L »auteur est visiblement inspiré par son sujet, la France éternelle, ce qui rend son article intéressant.
Il est si inspiré qu’il en oublie d’assumer ses contradictions entre liberté des citoyens et attente d’un « leader » visionnaire et guidant le peuple vers des sommets que lui seuls entreverraient, mais aussi entre un peuple, une nation, une histoire, des intérêts communs et la frontière, déclarée camisole de force c’est à dire prison. Hors les frontières ne sont plus que des lignes administratives depuis la victoire de l’UE sur … le peuple français après la forfaiture sarkozienne-hollandienne versaillaise ratifiant le dernier grand traité européen.
L’histoire montre que la plupart des hommes providentiels se transforment en dictateur pour peu que les citoyens s’opposent à leurs visions mégalomanes et il y en a toujours pour le faire.
Les citoyens ne sont pas dans leur grande majorité des moutons obéissants aux injonctions des uns et des autres, ils gardent leur liberté de jugement mais n’ont que trop peu l’occasion de l’exprimer. Ce n’est pas parce qu’ils ont été si souvent trahis, voire vendus, par leur soit-disant élite, qu’ils approuvent ce qu’on leur impose par la ruse, la manipulation ou la force.
« Le gouvernement du peuple par le peuple » est un formidable slogan mais a peu à voir avec la réalité lorsque le dit peuple n’est consulté que tous les 5 ans.
Le suffrage universel se révèle un piège habile par lequel on force l’acceptation d’une fausse légitimité par le jeu des partis politiques. Au final, par la limitation artificielle des tours de scrutin à 2, on truque le résultat en contraignant au choix entre 2 personnalités représentant au final les seuls intérêts de l’oligarchie qui les finance.
Le plus urgent est donc de revoir la loi électorale afin d’ouvrir le choix à des personnalités choisies par les citoyens en fonctions de leurs réalisations et non pas, de parfaits incompétents issus de l’appareil du parti dont le seul talent est d’avoir encore plus promis qu’un autre les postes rémunérateurs à leurs amis politiques et du vent aux électeurs.
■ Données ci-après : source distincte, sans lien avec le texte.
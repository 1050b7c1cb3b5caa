//! Repository for the `sessions` table.

use kublade_core::types::{new_id, DbId};
use sqlx::PgPool;

use crate::models::session::{CreateSession, Session};

const COLUMNS: &str = "id, user_id, refresh_token_hash, expires_at, revoked_at, created_at";

/// Refresh-token sessions.
pub struct SessionRepo;

impl SessionRepo {
    pub async fn create(pool: &PgPool, input: &CreateSession) -> Result<Session, sqlx::Error> {
        let query = format!(
            "INSERT INTO sessions (id, user_id, refresh_token_hash, expires_at)
             VALUES ($1, $2, $3, $4)
             RETURNING {COLUMNS}"
        );
        sqlx::query_as::<_, Session>(&query)
            .bind(new_id())
            .bind(input.user_id)
            .bind(&input.refresh_token_hash)
            .bind(input.expires_at)
            .fetch_one(pool)
            .await
    }

    /// Find a session that is neither revoked nor expired.
    pub async fn find_active_by_hash(
        pool: &PgPool,
        hash: &str,
    ) -> Result<Option<Session>, sqlx::Error> {
        let query = format!(
            "SELECT {COLUMNS} FROM sessions
             WHERE refresh_token_hash = $1
               AND revoked_at IS NULL
               AND expires_at > NOW()"
        );
        sqlx::query_as::<_, Session>(&query)
            .bind(hash)
            .fetch_optional(pool)
            .await
    }

    /// Revoke `old_id` and create its replacement atomically.
    ///
    /// Returns `None` if `old_id` was already revoked, so a refresh token can
    /// be exchanged only once.
    pub async fn rotate(
        pool: &PgPool,
        old_id: DbId,
        input: &CreateSession,
    ) -> Result<Option<Session>, sqlx::Error> {
        let mut tx = pool.begin().await?;

        let revoked = sqlx::query(
            "UPDATE sessions SET revoked_at = NOW() WHERE id = $1 AND revoked_at IS NULL",
        )
        .bind(old_id)
        .execute(&mut *tx)
        .await?;
        if revoked.rows_affected() == 0 {
            tx.rollback().await?;
            return Ok(None);
        }

        let query = format!(
            "INSERT INTO sessions (id, user_id, refresh_token_hash, expires_at)
             VALUES ($1, $2, $3, $4)
             RETURNING {COLUMNS}"
        );
        let session = sqlx::query_as::<_, Session>(&query)
            .bind(new_id())
            .bind(input.user_id)
            .bind(&input.refresh_token_hash)
            .bind(input.expires_at)
            .fetch_one(&mut *tx)
            .await?;

        tx.commit().await?;
        Ok(Some(session))
    }

    /// `false` when the session was already revoked or never existed.
    pub async fn revoke(pool: &PgPool, id: DbId) -> Result<bool, sqlx::Error> {
        let result = sqlx::query(
            "UPDATE sessions SET revoked_at = NOW() WHERE id = $1 AND revoked_at IS NULL",
        )
        .bind(id)
        .execute(pool)
        .await?;
        Ok(result.rows_affected() > 0)
    }

    /// Revoke every active session of a user. Returns the count revoked.
    pub async fn revoke_all_for_user(pool: &PgPool, user_id: DbId) -> Result<u64, sqlx::Error> {
        let result = sqlx::query(
            "UPDATE sessions SET revoked_at = NOW() WHERE user_id = $1 AND revoked_at IS NULL",
        )
        .bind(user_id)
        .execute(pool)
        .await?;
        Ok(result.rows_affected())
    }
}
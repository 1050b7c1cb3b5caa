//! Route definitions for the `/projects` resource, including each project's
//! chat under `/projects/{project_id}/chat`.

use axum::routing::{delete, get, post, put};
use axum::Router;
use kublade_core::roles::{
    PERM_PROJECTS_CREATE, PERM_PROJECTS_VIEW, PERM_PROJECT_CHAT, PERM_PROJECT_DELETE,
    PERM_PROJECT_UPDATE, PERM_PROJECT_VIEW,
};

use crate::handlers::{ai_chat_messages, projects};
use crate::middleware::permission::guarded;
use crate::state::AppState;

/// `/projects`, including the nested chat resource.
///
/// ```text
/// GET    /                     -> list
/// POST   /                     -> create
/// GET    /{project_id}         -> get
/// PUT    /{project_id}         -> update
/// DELETE /{project_id}         -> delete
///
/// GET    /{project_id}/chat    -> ai_chat_messages::list
/// POST   /{project_id}/chat    -> ai_chat_messages::create
/// ```
pub fn router() -> Router<AppState> {
    Router::new()
        .route(
            "/",
            guarded(get(projects::list), PERM_PROJECTS_VIEW)
                .merge(guarded(post(projects::create), PERM_PROJECTS_CREATE)),
        )
        .route(
            "/{project_id}",
            guarded(get(projects::get), PERM_PROJECT_VIEW)
                .merge(guarded(put(projects::update), PERM_PROJECT_UPDATE))
                .merge(guarded(delete(projects::delete), PERM_PROJECT_DELETE)),
        )
        .route(
            "/{project_id}/chat",
            guarded(
                get(ai_chat_messages::list).post(ai_chat_messages::create),
                PERM_PROJECT_CHAT,
            ),
        )
}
Je ne crois ni « au recours », ni à l’homme providentiel et cela est écrit noir sur blanc dans le dernier paragraphe. Je ne partage pas le reste de votre analyse non plus et en particulier sur le suffrage universel, mais je vous remercie pour la lecture et le commentaire engagé !
Liberté des citoyens et besoin d’un leader n’a rien de contradictoire. Je ne vous lance pas la pierre, mais ce type de vision, avec le petit peuple opposé au méchant pouvoir, est très française et franchement datée.. D’accord sur le reste.
J’oserais aller plus loin : A t-on vraiment besoin d’un président ? D’un porte-parole ?
Aussi, comme vous l’avez fait remarquer, il convient de renouveler le personnel.
Je pense qu’il faut le faire régulièrement pour éviter une monopolisation du pouvoir par une classe qui ne sert que ses intérêts.
Je propose des mandats courts, non renouvelables, et surtout révocables, sans oublier l’obligation de faire un compte-rendu.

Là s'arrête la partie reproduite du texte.